William B. Sorensen, Wichita, KS, for plaintiff.

William H. Zimmerman, Case, Moses, Zimmerman & Wilson, P.A., Wichita, KS, for debtor/defendant.

Edward J. Nazar, Wichita, KS, trustee.

MEMORANDUM OPINION AND ORDER

JULIE A. ROBINSON, Bankruptcy Judge.

Plaintiff CSC Holdings, Inc. ("CSC") filed a Complaint to Determine Non-Dischargeability of Debt, which CSC and Debtor/Defendant Howard Feiner ("Feiner") have asked the Court to determine on their submitted Stipulation of Facts and memoranda of law. In Feiner's memorandum in response to CSC's memorandum, Feiner stipulated to paragraphs 11, 12, 13 and 14 of CSC's statement of facts. Feiner also filed a Motion to Supplement the Record. The stipulated facts are paraphrased as follows.

STIPULATION OF FACTS

In 1997, after a trial in the United States District Court for the Eastern District of New York, the court issued an Opinion and Order finding that Feiner had used a describing device purchased from Video-Link to intercept CSC's1 pay-per-view programming services for an aggregate period of at least two years. The District Court awarded statutory damages to CSC in the amount of $5,000; entered a permanent injunction against Feiner's future violation of the Communications Act; dismissed Feiner's counterclaim; and directed CSC to submit documentation of its attorneys' fees. The District Court ultimately awarded $20,036.25 in attorneys' fees and $1,856.00 in disbursements to CSC. Thus, the total amount of Feiner's liability to CSC is $26,892.25. This judgment, the parties stipulate, is a final order.

In 1999, Feiner filed a voluntary petition for relief under Chapter 7 of Title 11 of the United States Code.2 CSC has not filed a proof of claim, but claims it is owed $26,892.25.3 CSC filed a complaint under § 523(a)(6)4 seeking the Court's determination that CSC's judgment against Feiner is not dischargeable.

FINDINGS OF FACT BASED ON STIPULATED EXHIBITS

In their Stipulation, CSC and Feiner stipulated to admission of a number of documents and transcripts for this Court's consideration: the District Court's Opinion and Order entered October 17, 1997; the District Court's Order entered March 6, 1998; the Transcript of the Bench Trial, July 21-22, 1997, in the District Court action; the Second Circuit Court of Appeal's Opinion affirming the District Court's rulings; and the Depositions of Howard Feiner, Martin Golub, Lynn Gruenfelder, Joel Schwartz, David Pessin.5

District Court's Findings of Fact in Opinion and Order entered October 17, 1997.

CSC6 is a cable television system operator that is franchised by the towns and municipalities of Nassau County, New York, to provide them with cable television service.

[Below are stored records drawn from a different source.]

//! MongoDB device store.

use anyhow::Result;
use async_trait::async_trait;
use futures::TryStreamExt;
use mongodb::bson::doc;
use mongodb::options::{ClientOptions, ReplaceOptions};
use mongodb::{Client, Collection};
use tracing::info;

use super::devices::DeviceStore;
use super::models::DeviceRecord;

/// Device records in a MongoDB collection.
#[derive(Debug, Clone)]
pub struct MongoDeviceStore {
    devices: Collection<DeviceRecord>,
}

impl MongoDeviceStore {
    /// Connect and verify the server answers a ping.
    pub async fn connect(uri: &str, db_name: &str) -> Result<Self> {
        let options = ClientOptions::parse(uri).await?;
        let client = Client::with_options(options)?;

        client
            .database("admin")
            .run_command(doc! { "ping": 1 })
            .await?;

        info!("Successfully connected to MongoDB");

        Ok(Self {
            devices: client.database(db_name).collection("devices"),
        })
    }
}

#[async_trait]
impl DeviceStore for MongoDeviceStore {
    fn backend_name(&self) -> &'static str {
        "MongoDB"
    }

    async fn list(&self) -> Result<Vec<DeviceRecord>> {
        let cursor = self.devices.find(doc! {}).await?;
        Ok(cursor.try_collect().await?)
    }

    async fn save(&self, device: &DeviceRecord) -> Result<()> {
        let options = ReplaceOptions::builder().upsert(true).build();

        self.devices
            .replace_one(doc! { "id": &device.id }, device)
            .with_options(options)
            .await?;
        Ok(())
    }

    async fn delete(&self, id: &str) -> Result<bool> {
        let result = self.devices.delete_one(doc! { "id": id }).await?;
        Ok(result.deleted_count > 0)
    }
}
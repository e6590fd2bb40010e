//! Fixtures shared by unit tests.

use std::sync::atomic::{AtomicBool, Ordering};
use std::sync::Arc;

use anyhow::Result;
use async_trait::async_trait;
use dashmap::DashMap;
use parking_lot::Mutex;

use super::dispatcher::AppState;
use super::session::Connector;
use crate::cache::{CacheConfig, CacheRegistry};
use crate::client::mock::MockClient;
use crate::client::{AccountIdentity, ClientError, Jid, MessageEvent, WaClient};
use crate::config::Config;
use crate::database::{DeviceRecord, DeviceStore};
use crate::plugins::CommandContext;

/// Gateway stand-in that hands out recording clients.
#[derive(Default)]
pub struct MockConnector {
    /// Sessions reported as connected.
    pub open: DashMap<String, ()>,
    pub deleted: Mutex<Vec<String>>,
    pub fail_code: AtomicBool,
    /// Per-session caches, registered the way the gateway does.
    pub cache: CacheRegistry,
}

#[async_trait]
impl Connector for MockConnector {
    async fn create_instance(&self, _session: &str, _number: &str) -> Result<(), ClientError> {
        Ok(())
    }

    async fn request_pairing_code(&self, _session: &str, _number: &str) -> Result<String, ClientError> {
        if self.fail_code.load(Ordering::SeqCst) {
            return Err(ClientError::Status {
                status: 500,
                body: "pairing unavailable".into(),
            });
        }
        Ok("ABCD-1234".to_string())
    }

    async fn connection_state(&self, session: &str) -> Result<String, ClientError> {
        Ok(if self.open.contains_key(session) { "open" } else { "close" }.to_string())
    }

    async fn delete_instance(&self, session: &str) -> Result<(), ClientError> {
        self.deleted.lock().push(session.to_string());
        Ok(())
    }

    fn client(&self, session: &str, identity: AccountIdentity) -> Arc<dyn WaClient> {
        self.cache
            .get_or_create::<String, ()>(&format!("sent_ids:{session}"), CacheConfig::default());
        let client = MockClient::new(session, "");
        client.set_identity(identity);
        Arc::new(client)
    }

    fn forget(&self, session: &str) {
        self.cache.remove(&format!("sent_ids:{session}"));
    }
}

/// Device records kept in memory.
#[derive(Default)]
pub struct MemoryDeviceStore {
    devices: Mutex<Vec<DeviceRecord>>,
}

#[async_trait]
impl DeviceStore for MemoryDeviceStore {
    fn backend_name(&self) -> &'static str {
        "memory"
    }

    async fn list(&self) -> Result<Vec<DeviceRecord>> {
        Ok(self.devices.lock().clone())
    }

    async fn save(&self, device: &DeviceRecord) -> Result<()> {
        let mut devices = self.devices.lock();
        match devices.iter_mut().find(|d| d.id == device.id) {
            Some(existing) => *existing = device.clone(),
            None => devices.push(device.clone()),
        }
        Ok(())
    }

    async fn delete(&self, id: &str) -> Result<bool> {
        let mut devices = self.devices.lock();
        let before = devices.len();
        devices.retain(|d| d.id != id);
        Ok(devices.len() != before)
    }
}

pub fn test_state() -> AppState {
    test_state_with(Config::default())
}

pub fn test_state_with(config: Config) -> AppState {
    AppState::new(
        config,
        Arc::new(MemoryDeviceStore::default()),
        Arc::new(MockConnector::default()),
        reqwest::Client::new(),
        CacheRegistry::new(),
    )
}

fn jid(id: &str) -> Jid {
    if id.contains('@') {
        id.parse().unwrap()
    } else {
        Jid::user_jid(id)
    }
}

/// A message on session `s1` with id `M1`. Bare numbers become user ids.
pub fn message(sender: &str, chat: &str, text: &str) -> MessageEvent {
    MessageEvent {
        session: "s1".to_string(),
        id: "M1".to_string(),
        chat: jid(chat),
        sender: jid(sender),
        from_me: false,
        text: text.to_string(),
        media: None,
        quoted: None,
        mentions: Vec::new(),
    }
}

/// A message in a group (or broadcast) chat.
pub fn group_message(chat: &str, sender: &str, text: &str) -> MessageEvent {
    message(sender, chat, text)
}

pub fn context(client: Arc<MockClient>, event: MessageEvent, command: &str, args: &[&str]) -> CommandContext {
    CommandContext {
        client,
        event: Arc::new(event),
        state: test_state(),
        command: command.to_string(),
        args: args.iter().map(|a| a.to_string()).collect(),
    }
}
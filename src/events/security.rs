//! Group content protection.
//!
//! Applies the chat's anti-link / anti-media switches to every group
//! message and enforces the configured action on violations.

use once_cell::sync::Lazy;
use regex::Regex;
use tracing::{info, warn};

use crate::bot::dispatcher::AppState;
use crate::client::{MediaKind, MessageEvent, ParticipantAction, WaClient};
use crate::database::{ChatSettings, SecurityFeature, ViolationAction};
use crate::utils::reply::ReplyExt;

static LINK_RE: Lazy<Regex> = Lazy::new(|| {
    Regex::new(r"(?i)(https?://|www\.|chat\.whatsapp\.com/|wa\.me/)").expect("link pattern is valid")
});

/// Whether text carries a link.
pub fn contains_link(text: &str) -> bool {
    LINK_RE.is_match(text)
}

/// First enabled feature the message breaks, before exemptions.
fn violated_feature(settings: &ChatSettings, event: &MessageEvent) -> Option<SecurityFeature> {
    if settings.anti_link && contains_link(&event.text) {
        return Some(SecurityFeature::Link);
    }

    let feature = match event.media? {
        MediaKind::Image => SecurityFeature::Image,
        MediaKind::Video => SecurityFeature::Video,
        MediaKind::Sticker => SecurityFeature::Sticker,
        _ => return None,
    };
    settings.is_enabled(feature).then_some(feature)
}

/// Check a group message. Returns true when a violation was enforced and
/// the message should not be processed further.
pub async fn enforce(state: &AppState, client: &dyn WaClient, event: &MessageEvent) -> anyhow::Result<bool> {
    if !event.is_group() || event.from_me {
        return Ok(false);
    }

    let chat = event.chat.to_string();
    let settings = state.chats.get(&chat);

    let Some(feature) = violated_feature(&settings, event) else {
        return Ok(false);
    };

    if state.permissions.is_owner(client, &event.sender) {
        return Ok(false);
    }
    if feature == SecurityFeature::Link
        && settings.anti_link_admins_exempt
        && state.permissions.is_admin(client, &event.chat, &event.sender).await
    {
        return Ok(false);
    }

    info!(
        "{} violation by {} in {} ({})",
        feature.label(),
        event.sender,
        chat,
        settings.action.as_str()
    );

    if let Err(e) = client.revoke(&event.chat, &event.sender, &event.id).await {
        warn!("Could not delete violating message in {}: {}", chat, e);
    }

    let sender = event.sender.clean();
    let mention = vec![event.sender.to_non_device()];

    match settings.action {
        ViolationAction::Delete => {
            client
                .send_text(
                    &event.chat,
                    &format!("🚫 @{sender} {} is on here. Message deleted.", feature.label()),
                    mention,
                )
                .await?;
        }
        ViolationAction::Warn => {
            let limit = settings.warn_limit;
            let (count, reached) = state.chats.update(&chat, |s| s.add_warning(&sender));

            if reached {
                remove_member(client, event).await;
                client
                    .send_text(
                        &event.chat,
                        &format!("🚫 @{sender} reached {count}/{limit} warnings and was removed."),
                        mention,
                    )
                    .await?;
            } else {
                client
                    .send_text(
                        &event.chat,
                        &format!("⚠️ @{sender} warning {count}/{limit}: {} is on here.", feature.label()),
                        mention,
                    )
                    .await?;
            }
        }
        ViolationAction::Kick => {
            remove_member(client, event).await;
            client
                .send_text(
                    &event.chat,
                    &format!("🚫 @{sender} was removed ({}).", feature.label()),
                    mention,
                )
                .await?;
        }
    }

    Ok(true)
}

async fn remove_member(client: &dyn WaClient, event: &MessageEvent) {
    let target = [event.sender.to_non_device()];
    if let Err(e) = client
        .update_participants(&event.chat, &target, ParticipantAction::Remove)
        .await
    {
        warn!("Could not remove {} from {}: {}", event.sender, event.chat, e);
    }
}

#[cfg(test)]
mod tests {
    use super::*;
    use crate::bot::testing::{group_message, test_state};
    use crate::client::mock::MockClient;
    use crate::client::Jid;

    const BOT: &str = "923000000001";
    const ADMIN: &str = "923000000002";
    const MEMBER: &str = "923000000003";
    const GROUP: &str = "120363000000000001@g.us";

    fn client() -> MockClient {
        let group: Jid = GROUP.parse().unwrap();
        MockClient::new("s1", BOT).with_group(&group, &[BOT, ADMIN, MEMBER], &[BOT, ADMIN])
    }

    #[test]
    fn test_contains_link() {
        assert!(contains_link("join https://chat.whatsapp.com/abc"));
        assert!(contains_link("see WWW.example.com"));
        assert!(contains_link("wa.me/923001234567"));
        assert!(!contains_link("no links here, just www"));
    }

    #[tokio::test]
    async fn test_disabled_features_do_nothing() {
        let state = test_state();
        let client = client();
        let event = group_message(GROUP, MEMBER, "https://example.com");
        assert!(!enforce(&state, &client, &event).await.unwrap());
        assert!(client.revoked.lock().is_empty());
    }

    #[tokio::test]
    async fn test_link_deleted_admin_exempt() {
        let state = test_state();
        state.chats.update(GROUP, |s| s.anti_link = true);
        let client = client();

        let from_admin = group_message(GROUP, ADMIN, "https://example.com");
        assert!(!enforce(&state, &client, &from_admin).await.unwrap());

        let from_member = group_message(GROUP, MEMBER, "https://example.com");
        assert!(enforce(&state, &client, &from_member).await.unwrap());
        assert_eq!(client.revoked.lock().as_slice(), &["M1".to_string()]);
        assert!(client.participant_updates.lock().is_empty());
    }

    #[tokio::test]
    async fn test_admins_not_exempt_when_configured() {
        let state = test_state();
        state.chats.update(GROUP, |s| {
            s.anti_link = true;
            s.anti_link_admins_exempt = false;
        });
        let client = client();

        let from_admin = group_message(GROUP, ADMIN, "www.example.com");
        assert!(enforce(&state, &client, &from_admin).await.unwrap());
    }

    #[tokio::test]
    async fn test_owner_always_exempt() {
        let state = test_state();
        state.chats.update(GROUP, |s| s.anti_image = true);
        let client = client();

        let mut event = group_message(GROUP, BOT, "");
        event.media = Some(MediaKind::Image);
        assert!(!enforce(&state, &client, &event).await.unwrap());
    }

    #[tokio::test]
    async fn test_warn_reaches_limit_and_kicks() {
        let state = test_state();
        state.chats.update(GROUP, |s| {
            s.anti_sticker = true;
            s.action = ViolationAction::Warn;
        });
        let client = client();

        let mut event = group_message(GROUP, MEMBER, "");
        event.media = Some(MediaKind::Sticker);

        for _ in 0..2 {
            assert!(enforce(&state, &client, &event).await.unwrap());
        }
        assert!(client.participant_updates.lock().is_empty());
        assert_eq!(state.chats.get(GROUP).warnings.get(MEMBER), Some(&2));

        assert!(enforce(&state, &client, &event).await.unwrap());
        let updates = client.participant_updates.lock();
        assert_eq!(updates.len(), 1);
        assert_eq!(updates[0].2, ParticipantAction::Remove);
        assert!(state.chats.get(GROUP).warnings.get(MEMBER).is_none());
        assert!(client.sent_texts().last().unwrap().contains("3/3"));
    }

    #[tokio::test]
    async fn test_kick_action() {
        let state = test_state();
        state.chats.update(GROUP, |s| {
            s.anti_video = true;
            s.action = ViolationAction::Kick;
        });
        let client = client();

        let mut event = group_message(GROUP, MEMBER, "");
        event.media = Some(MediaKind::Video);
        assert!(enforce(&state, &client, &event).await.unwrap());
        assert_eq!(client.participant_updates.lock().len(), 1);
        assert_eq!(client.revoked.lock().len(), 1);
    }
}
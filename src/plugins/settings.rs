//! Owner settings plugin.
//!
//! Bot-wide switches, prefix, status targets and per-chat mode.

use tracing::{info, warn};

use super::CommandContext;
use crate::database::{Mode, Toggle};
use crate::utils::jid::{clean_id, parse_phone};

const MAX_PREFIX_LEN: usize = 3;

/// Handle alwaysonline/autoread/autoreact/autostatus/statusreact.
pub async fn toggle_command(ctx: CommandContext) -> anyhow::Result<()> {
    let Some(toggle) = Toggle::from_command(&ctx.command) else {
        return Ok(());
    };

    let enabled = ctx.state.bot_settings.toggle(toggle);
    info!("{} set to {} by {}", toggle.label(), enabled, ctx.event.sender);

    if toggle == Toggle::AlwaysOnline {
        for session in ctx.state.sessions.clients() {
            if let Err(e) = session.send_presence(enabled).await {
                warn!("Presence update failed for {}: {}", session.session_id(), e);
            }
        }
    }

    let status = if enabled { "✅ ON" } else { "❌ OFF" };
    ctx.reply_card(
        &format!("⚙️ {}", toggle.label().to_uppercase()),
        &[format!("📊 Status: {status}")],
    )
    .await
}

/// Handle setprefix <prefix>.
pub async fn setprefix_command(ctx: CommandContext) -> anyhow::Result<()> {
    let Some(prefix) = ctx.args.first() else {
        return ctx
            .reply_card(
                "❌ USAGE",
                &[format!("{}setprefix <symbol>", ctx.prefix()), "Example: setprefix !".into()],
            )
            .await;
    };

    if prefix.chars().count() > MAX_PREFIX_LEN {
        return ctx
            .reply_card("❌ INVALID PREFIX", &[format!("At most {MAX_PREFIX_LEN} characters")])
            .await;
    }

    ctx.state.bot_settings.set_prefix(prefix);
    info!("Prefix changed to '{}'", prefix);

    ctx.reply_card("✅ PREFIX UPDATED", &[format!("🔣 New prefix: {prefix}")])
        .await
}

/// Handle mode public|admin|private (groups only).
pub async fn mode_command(ctx: CommandContext) -> anyhow::Result<()> {
    if !ctx.event.is_group() {
        return ctx.reply("❌ Mode can only be set inside a group.").await;
    }

    let chat = ctx.event.chat.to_string();

    let Some(mode) = ctx.args.first().and_then(|a| a.parse::<Mode>().ok()) else {
        let current = ctx.state.chats.get(&chat).mode;
        return ctx
            .reply_card(
                "🛡️ GROUP MODE",
                &[
                    format!("📊 Current: {}", current.as_str().to_uppercase()),
                    format!("{}mode public - everyone", ctx.prefix()),
                    format!("{}mode admin - admins only", ctx.prefix()),
                    format!("{}mode private - owner only", ctx.prefix()),
                ],
            )
            .await;
    };

    ctx.state.chats.update(&chat, |s| s.mode = mode);
    info!("Mode of {} set to {}", chat, mode);

    ctx.reply_card("✅ MODE UPDATED", &[format!("🛡️ Mode: {}", mode.as_str().to_uppercase())])
        .await
}

/// Handle addstatus/delstatus <number>.
pub async fn status_target_command(ctx: CommandContext) -> anyhow::Result<()> {
    let target = match ctx.args.first() {
        Some(arg) => match parse_phone(arg) {
            Ok(number) => number,
            Err(e) => return ctx.reply(&format!("❌ {e}")).await,
        },
        None => match ctx.event.quoted.as_ref().and_then(|q| q.participant.as_ref()) {
            Some(participant) => participant.clean(),
            None => {
                return ctx
                    .reply(&format!("❌ Usage: {}{} <number>", ctx.prefix(), ctx.command))
                    .await;
            }
        },
    };

    let settings = &ctx.state.bot_settings;
    let text = if ctx.command == "addstatus" {
        if settings.add_status_target(&target) {
            format!("✅ Added {target} to status list")
        } else {
            format!("ℹ️ {target} is already in the list")
        }
    } else if settings.remove_status_target(&target) {
        format!("🗑️ Removed {target} from status list")
    } else {
        format!("ℹ️ {target} is not in the list")
    };

    ctx.reply(&text).await
}

/// Handle liststatus.
pub async fn liststatus_command(ctx: CommandContext) -> anyhow::Result<()> {
    let targets = ctx.state.bot_settings.status_targets();

    let lines = if targets.is_empty() {
        vec!["👀 Watching everyone's status".to_string()]
    } else {
        targets
            .iter()
            .enumerate()
            .map(|(i, t)| format!("{}. {}", i + 1, clean_id(t)))
            .collect()
    };

    ctx.reply_card("📋 STATUS LIST", &lines).await
}

/// Handle readallstatus - switch on status viewing for everyone.
pub async fn readallstatus_command(ctx: CommandContext) -> anyhow::Result<()> {
    ctx.state.bot_settings.watch_all_statuses();
    info!("Auto status enabled for every contact by {}", ctx.event.sender);

    ctx.reply_card(
        "👀 READ ALL STATUS",
        &["✅ Auto status: ON".to_string(), "📋 Target list cleared".to_string()],
    )
    .await
}

#[cfg(test)]
mod tests {
    use std::sync::Arc;

    use super::*;
    use crate::bot::testing::{context, message};
    use crate::client::mock::MockClient;

    #[tokio::test]
    async fn test_readallstatus_turns_on_and_clears_targets() {
        let client = Arc::new(MockClient::new("s1", "923000000001"));
        let ctx = context(client.clone(), message("923000000001", "923000000001", "#readallstatus"), "readallstatus", &[]);
        let settings = ctx.state.bot_settings.clone();
        settings.add_status_target("923000000007");

        readallstatus_command(ctx.clone()).await.unwrap();
        readallstatus_command(ctx).await.unwrap();

        assert!(settings.get(Toggle::AutoStatus));
        assert!(settings.status_targets().is_empty());
        assert!(client.sent_texts()[0].contains("READ ALL STATUS"));
    }
}
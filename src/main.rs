//! Wabot - multi-account WhatsApp command bot
//!
//! Pairs any number of WhatsApp accounts through a hosted gateway and runs
//! one command set and moderation layer across all of them.
//!
//! ## Architecture
//!
//! - `config` - Environment configuration
//! - `database` - Device persistence (JSON file or MongoDB) and in-memory settings
//! - `cache` - Moka-backed caches
//! - `client` - Messaging client abstraction and gateway implementation
//! - `permissions` - Owner/admin checks with group caching
//! - `bot` - Sessions, dispatcher and HTTP surface
//! - `plugins` - Command handlers
//! - `events` - Non-command handlers (status, auto-read, security)
//! - `utils` - Utility functions

mod bot;
mod cache;
mod client;
mod config;
mod database;
mod events;
mod permissions;
mod plugins;
mod utils;

use std::sync::Arc;
use std::time::Duration;

use tokio::sync::mpsc;
use tracing::{error, info, warn};
use tracing_subscriber::EnvFilter;

use bot::{webhook, AppState, Dispatcher, EVENT_QUEUE};
use cache::CacheRegistry;
use client::Gateway;
use config::Config;

#[cfg(not(target_env = "msvc"))]
#[global_allocator]
static GLOBAL: tikv_jemallocator::Jemalloc = tikv_jemallocator::Jemalloc;

#[tokio::main]
async fn main() -> anyhow::Result<()> {
    // Load .env file first (before anything else)
    dotenvy::dotenv().ok();

    let filter = EnvFilter::try_from_default_env()
        .unwrap_or_else(|_| EnvFilter::new("wabot=info,tower_http=warn"));

    tracing_subscriber::fmt().with_env_filter(filter).init();

    info!("Starting Wabot...");

    let config = Config::from_env()?;
    info!("Configuration loaded successfully");

    if config.owner_numbers.is_empty() {
        info!("No extra owners configured (OWNER_NUMBERS is empty)");
    } else {
        info!("Bot owners: {:?}", config.owner_numbers);
    }

    let store = database::open_device_store(&config.store).await?;
    info!("Device store: {}", store.backend_name());

    let cache = CacheRegistry::new();

    let http = reqwest::Client::builder()
        .user_agent(concat!("wabot/", env!("CARGO_PKG_VERSION")))
        .connect_timeout(Duration::from_secs(15))
        .build()?;

    let gateway = Gateway::new(
        http.clone(),
        config.gateway_url.clone(),
        config.gateway_api_key.clone(),
        config.public_url.clone(),
        config.webhook_secret.clone(),
        cache.clone(),
    );
    info!("Gateway: {}", config.gateway_url);

    let port = config.http_port;
    let state = AppState::new(config, store, Arc::new(gateway), http, cache);

    match state.sessions.restore().await {
        Ok(count) => info!("{} session(s) ready", count),
        Err(e) => error!("Session restore failed: {}", e),
    }

    let (tx, rx) = mpsc::channel(EVENT_QUEUE);
    let dispatcher = tokio::spawn(Dispatcher::new(state.clone(), rx).run());

    let router = webhook::router(state.clone(), tx);
    webhook::serve(router, port, shutdown_signal()).await?;

    // The router (and with it the last event sender) is gone; let the
    // dispatcher drain.
    if tokio::time::timeout(Duration::from_secs(10), dispatcher).await.is_err() {
        warn!("Dispatcher did not stop in time");
    }

    state.sessions.disconnect_all().await;
    info!("Shutdown complete");
    Ok(())
}

async fn shutdown_signal() {
    let ctrl_c = async {
        if let Err(e) = tokio::signal::ctrl_c().await {
            error!("Failed to listen for Ctrl+C: {}", e);
        }
    };

    #[cfg(unix)]
    let terminate = async {
        match tokio::signal::unix::signal(tokio::signal::unix::SignalKind::terminate()) {
            Ok(mut signal) => {
                signal.recv().await;
            }
            Err(e) => {
                error!("Failed to listen for SIGTERM: {}", e);
                std::future::pending::<()>().await;
            }
        }
    };

    #[cfg(not(unix))]
    let terminate = std::future::pending::<()>();

    tokio::select! {
        _ = ctrl_c => {}
        _ = terminate => {}
    }

    info!("Received shutdown signal");
}
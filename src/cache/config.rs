//! Cache configuration.

use std::time::Duration;

/// Size and expiry settings for one cache.
#[derive(Debug, Clone)]
pub struct CacheConfig {
    pub max_capacity: u64,

    /// Entries expire this long after insertion.
    pub ttl: Option<Duration>,

    /// Entries expire when untouched for this long.
    pub tti: Option<Duration>,
}

impl Default for CacheConfig {
    fn default() -> Self {
        Self {
            max_capacity: 10_000,
            ttl: Some(Duration::from_secs(300)),
            tti: None,
        }
    }
}

impl CacheConfig {
    pub fn with_capacity(max_capacity: u64) -> Self {
        Self {
            max_capacity,
            ..Default::default()
        }
    }

    #[must_use]
    pub fn ttl(mut self, duration: Duration) -> Self {
        self.ttl = Some(duration);
        self
    }

    /// Group metadata and admin lookups.
    ///
    /// Short-lived: admin changes must show up quickly even when the
    /// service sends no group update.
    pub fn group_metadata() -> Self {
        Self {
            max_capacity: 5_000,
            ttl: Some(Duration::from_secs(60)),
            tti: None,
        }
    }

    /// Conversational state waiting on the user's next message.
    pub fn pending_input() -> Self {
        Self {
            max_capacity: 10_000,
            ttl: Some(Duration::from_secs(600)),
            tti: Some(Duration::from_secs(300)),
        }
    }
}

#[cfg(test)]
mod tests {
    use super::*;

    #[test]
    fn test_builder_overrides_defaults() {
        let config = CacheConfig::with_capacity(10).ttl(Duration::from_secs(5));
        assert_eq!(config.max_capacity, 10);
        assert_eq!(config.ttl, Some(Duration::from_secs(5)));
        assert_eq!(config.tti, None);
    }
}
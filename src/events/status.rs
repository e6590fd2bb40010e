//! Status broadcast handling: auto-view and auto-react.

use rand::seq::SliceRandom;
use tracing::{debug, warn};

use crate::bot::dispatcher::AppState;
use crate::client::{MessageEvent, WaClient};
use crate::utils::reply::ReplyExt;

const STATUS_REACTIONS: [&str; 5] = ["💚", "❤️", "🔥", "😍", "💯"];

/// View (and optionally react to) a status update.
pub async fn on_status(state: &AppState, client: &dyn WaClient, event: &MessageEvent) {
    let settings = state.bot_settings.snapshot();
    let poster = event.sender.clean();

    if !settings.auto_status || !settings.watches_status_of(&poster) {
        return;
    }

    debug!("Viewing status {} from {}", event.id, poster);
    if let Err(e) = client
        .mark_read(&event.chat, &event.sender, std::slice::from_ref(&event.id))
        .await
    {
        warn!("Failed to view status from {}: {}", poster, e);
        return;
    }

    if settings.status_react {
        let emoji = STATUS_REACTIONS
            .choose(&mut rand::thread_rng())
            .copied()
            .unwrap_or("💚");
        if let Err(e) = client.react(event, emoji).await {
            warn!("Failed to react to status from {}: {}", poster, e);
        }
    }
}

CSC offers a range of programming options to individual subscribers and enters into a contract with each subscriber based upon the package received. In addition to a basic level service that provides a range of network and cable channels, a subscriber may contract to pay additional charges in order to receive one or more "premium" channels, such as Home Box Office or Cinemax. CSC also offers "pay-per-view" programming, which allows subscribers to order individual movies, sports or entertainment events and be charged a fee for each movie or event received.

If an individual subscriber does not contract to receive channels, the programming signal for those channels is "scrambled" by CSC, which blocks their reception. This is also the case with respect to individual pay-per-view events or movies for which a subscriber has not contracted. However, it is possible to purchase an electronic device commonly known as a "descrambler," that when connected to equipment installed by CSC, allows for unauthorized reception of blocked signals.

Howard Feiner, while a customer of CSC, bought and used a descrambling device that permitted him to obtain service, namely, pay-per-view, for which he had not contracted. Feiner admits that he purchased the descrambler from Video-Link Enterprises, Inc. on July 26, 1990, and that he used it successfully over a period of a few days. Feiner further admits that he returned the device to Video-Link for exchange because it became inoperative, and Video-Link sent him another model in exchange on August 10, 1990, that he used for a period of at least two years.

CONCLUSIONS OF LAW

CSC seeks a determination that Feiner's debt is not dischargeable under § 523(a)(6), which excepts from discharge, "debts for willful and malicious injury by the debtor to another entity or to the property of another entity."7 CSC has the burden of proving by a preponderance of evidence that Feiner's debt is nondischargeable under § 523(a)(6).8 Under this section, the Court must determine whether the debt is for an injury that is both willful and malicious. In Kawaauhau v. Geiger,9 the Supreme Court defined "willful" as a deliberate or intentional injury, not merely a deliberate or intentional act that leads to injury.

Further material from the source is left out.